Concern around data has been continuously increasing. The recent case of the Cambridge Analytica scandal confirmed the importance of data and how it can be used to influence elections.
Of various countries, India was also on the list where the elections were apparently influenced. Since the uncovering of the scandal, the Indian government has committed to take various measures to protect the elections from any foul play.
Ravi Shankar Prasad, Union minister for Electronics and IT, reiterated on Monday that the government will not accept any attempts to influence elections by any “covert or overt” means. The minister was speaking about the general elections, which is due next year.
About the scandal, he said that the government took up the issue with Facebook and that their CEO has apologised. The government is also pursuing the matter with Cambridge Analytica, who have responded.
Prasad also acknowledged the importance of data protection in India and informed that the process of expansion of data centres is continuing. The National Informatics Center (NIC) is setting up its largest and fifth data centre in Bhopal, with a capacity of 5 lakh virtual servers.

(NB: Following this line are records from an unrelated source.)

//! Numeric builtins. All of them coerce numeric strings and answer
//! `null` for anything unusable.

use rand::Rng;

use super::coerce_number;
use crate::value::Value;

macro_rules! unary_math {
    ($name:ident, $op:ident) => {
        pub fn $name(args: &[Value]) -> Value {
            match coerce_number(&args[0]) {
                Some(n) => Value::Number(n.$op()),
                None => Value::Null,
            }
        }
    };
}

unary_math!(abs, abs);
unary_math!(floor, floor);
unary_math!(ceil, ceil);
unary_math!(round, round);

pub fn sqrt(args: &[Value]) -> Value {
    match coerce_number(&args[0]) {
        Some(n) if n >= 0.0 => Value::Number(n.sqrt()),
        _ => Value::Null,
    }
}

pub fn pow(args: &[Value]) -> Value {
    match (coerce_number(&args[0]), coerce_number(&args[1])) {
        (Some(base), Some(exp)) => Value::Number(base.powf(exp)),
        _ => Value::Null,
    }
}

/// `max(a, b, ...)` or `max(list)`.
pub fn max(args: &[Value]) -> Value {
    fold_extremum(args, f64::max)
}

pub fn min(args: &[Value]) -> Value {
    fold_extremum(args, f64::min)
}

fn fold_extremum(args: &[Value], pick: fn(f64, f64) -> f64) -> Value {
    let numbers: Option<Vec<f64>> = match args {
        [Value::List(items)] => items.borrow().iter().map(coerce_number).collect(),
        _ => args.iter().map(coerce_number).collect(),
    };
    match numbers {
        Some(ns) if !ns.is_empty() => {
            Value::Number(ns.into_iter().reduce(pick).unwrap_or(0.0))
        }
        _ => Value::Null,
    }
}

pub fn random(_args: &[Value]) -> Value {
    Value::Number(rand::thread_rng().gen::<f64>())
}

/// Inclusive on both ends, like rolling dice.
pub fn random_int(args: &[Value]) -> Value {
    match (coerce_number(&args[0]), coerce_number(&args[1])) {
        (Some(lo), Some(hi)) => {
            let lo = lo.floor() as i64;
            let hi = hi.floor() as i64;
            if lo > hi {
                return Value::Null;
            }
            Value::Number(rand::thread_rng().gen_range(lo..=hi) as f64)
        }
        _ => Value::Null,
    }
}

/// `range(n)` counts 0..n; `range(a, b)` counts a..b. Half-open.
pub fn range(args: &[Value]) -> Value {
    let (start, end) = match args {
        [end] => (Some(0.0), coerce_number(end)),
        [start, end] => (coerce_number(start), coerce_number(end)),
        _ => (None, None),
    };
    match (start, end) {
        (Some(start), Some(end)) => {
            let start = start.floor() as i64;
            let end = end.floor() as i64;
            let items = (start..end).map(|i| Value::Number(i as f64)).collect();
            Value::list(items)
        }
        _ => Value::Null,
    }
}
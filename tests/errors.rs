//! Load-time faults abort before anything runs; runtime faults are
//! recorded and execution continues.

mod common;

use common::run;
use hazel::DiagnosticKind;
use indoc::indoc;

// =============================================================================
// FATAL LOAD ERRORS
// =============================================================================

#[test]
fn test_tab_indentation_is_fatal() {
    let result = run("if true:\n\techo 1\n");
    assert_eq!(result.diagnostics.len(), 1);
    assert_eq!(result.diagnostics[0].kind, DiagnosticKind::IndentationError);
    assert!(result.output.is_empty());
}

#[test]
fn test_indent_not_a_multiple_of_four_is_fatal() {
    let result = run("if true:\n   echo 1\n");
    assert_eq!(result.diagnostics[0].kind, DiagnosticKind::IndentationError);
}

#[test]
fn test_indent_jump_of_two_levels_is_fatal() {
    let result = run("if true:\n        echo 1\n");
    assert_eq!(result.diagnostics[0].kind, DiagnosticKind::IndentationError);
}

#[test]
fn test_unterminated_string_is_fatal() {
    let result = run("echo \"oops\n");
    assert_eq!(result.diagnostics[0].kind, DiagnosticKind::LexError);
    assert!(result.output.is_empty());
}

#[test]
fn test_parse_error_runs_nothing() {
    // The echo on line 1 is fine, but nothing runs after a failed load.
    let result = run("echo 1\nset x to\n");
    assert_eq!(result.diagnostics.len(), 1);
    assert_eq!(result.diagnostics[0].kind, DiagnosticKind::ParseError);
    assert!(result.output.is_empty());
}

#[test]
fn test_fatal_diagnostics_carry_a_position() {
    let result = run("set x to 1\nset y to\n");
    assert_eq!(result.diagnostics[0].line, 2);
}

// =============================================================================
// FAULT-TOLERANT RUNTIME ERRORS
// =============================================================================

#[test]
fn test_division_by_zero_degrades_to_null_and_continues() {
    let source = indoc! {"
        set x to 1 / 0
        echo x
        echo \"after\"
    "};
    let result = run(source);
    assert_eq!(result.diagnostics.len(), 1);
    assert_eq!(result.diagnostics[0].kind, DiagnosticKind::DivisionError);
    assert_eq!(result.output, vec!["null", "after"]);
}

#[test]
fn test_modulo_by_zero_is_a_division_error() {
    let result = run("echo 5 % 0\n");
    assert_eq!(result.diagnostics[0].kind, DiagnosticKind::DivisionError);
}

#[test]
fn test_whole_expression_degrades_not_just_the_subterm() {
    // The fault inside the parentheses nulls out the surrounding sum too.
    let result = run("echo 1 + (2 / 0)\n");
    assert_eq!(result.diagnostics.len(), 1);
    assert_eq!(result.output, vec!["null"]);
}

#[test]
fn test_each_faulting_turn_gets_its_own_diagnostic() {
    let source = indoc! {"
        echo missing
        echo 1 / 0
        echo [1][5]
    "};
    let result = run(source);
    let kinds: Vec<DiagnosticKind> = result.diagnostics.iter().map(|d| d.kind).collect();
    assert_eq!(
        kinds,
        vec![
            DiagnosticKind::ReferenceError,
            DiagnosticKind::DivisionError,
            DiagnosticKind::RangeError,
        ]
    );
    assert_eq!(result.output, vec!["null", "null", "null"]);
}

#[test]
fn test_faulting_condition_is_false() {
    let source = indoc! {"
        if missing > 1:
            echo \"taken\"
        echo \"done\"
    "};
    let result = run(source);
    assert_eq!(result.output, vec!["done"]);
}

#[test]
fn test_runtime_diagnostics_carry_a_position() {
    let result = run("set x to 1\necho x / 0\n");
    let d = &result.diagnostics[0];
    assert_eq!(d.line, 2);
    assert!(d.column > 1);
}
use hazel::{execute, Execution};

pub fn run(source: &str) -> Execution {
    execute(source)
}

/// Runs a program expected to load and produce no runtime faults.
pub fn output_of(source: &str) -> Vec<String> {
    let result = execute(source);
    assert!(
        result.diagnostics.is_empty(),
        "unexpected diagnostics: {:?}",
        result.diagnostics
    );
    result.output
}

//! List builtins. `append` and `removeAt` mutate the shared list and
//! hand it back; `sort` and `reverse` build fresh lists.

use std::cmp::Ordering;

use super::coerce_number;
use crate::value::Value;

pub fn append(args: &[Value]) -> Value {
    let Value::List(items) = &args[0] else {
        return Value::Null;
    };
    items.borrow_mut().push(args[1].clone());
    args[0].clone()
}

pub fn remove_at(args: &[Value]) -> Value {
    let (Value::List(items), Some(index)) = (&args[0], coerce_number(&args[1])) else {
        return Value::Null;
    };
    let mut items_ref = items.borrow_mut();
    let len = items_ref.len() as i64;
    let mut i = index.floor() as i64;
    if i < 0 {
        i += len;
    }
    if i < 0 || i >= len {
        return Value::Null;
    }
    items_ref.remove(i as usize);
    drop(items_ref);
    args[0].clone()
}

/// Ascending sort over all-number or all-string lists; a mixed list is
/// unusable and answers `null`.
pub fn sort(args: &[Value]) -> Value {
    let Value::List(items) = &args[0] else {
        return Value::Null;
    };
    let items = items.borrow();
    if items.iter().all(|v| matches!(v, Value::Number(_))) {
        let mut sorted = items.clone();
        sorted.sort_by(|a, b| match (a, b) {
            (Value::Number(x), Value::Number(y)) => {
                x.partial_cmp(y).unwrap_or(Ordering::Equal)
            }
            _ => Ordering::Equal,
        });
        return Value::list(sorted);
    }
    if items.iter().all(|v| matches!(v, Value::Str(_))) {
        let mut sorted = items.clone();
        sorted.sort_by(|a, b| match (a, b) {
            (Value::Str(x), Value::Str(y)) => x.cmp(y),
            _ => Ordering::Equal,
        });
        return Value::list(sorted);
    }
    Value::Null
}

pub fn reverse(args: &[Value]) -> Value {
    let Value::List(items) = &args[0] else {
        return Value::Null;
    };
    let reversed: Vec<Value> = items.borrow().iter().rev().cloned().collect();
    Value::list(reversed)
}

He added that the report on artificial intelligence by the committee has been submitted with recommendations of setting up seven more centres of excellence. While one specialising in fintech will come up in Chennai, one for medical will be set up in Lucknow, another for electronics in Bengaluru, and another for blockchain in Gurugram.
Amidst all the lofty claims of the government, the data security of Aadhaar is still a cause of concern. In the past few years, several cases of Aadhaar data leaks have been reported. However, the government is continuously defending the programme. The government claims that the unique identity scheme has been able to identify ghost beneficiaries and successfully offer benefits to the right people.
The development was first reported by ET.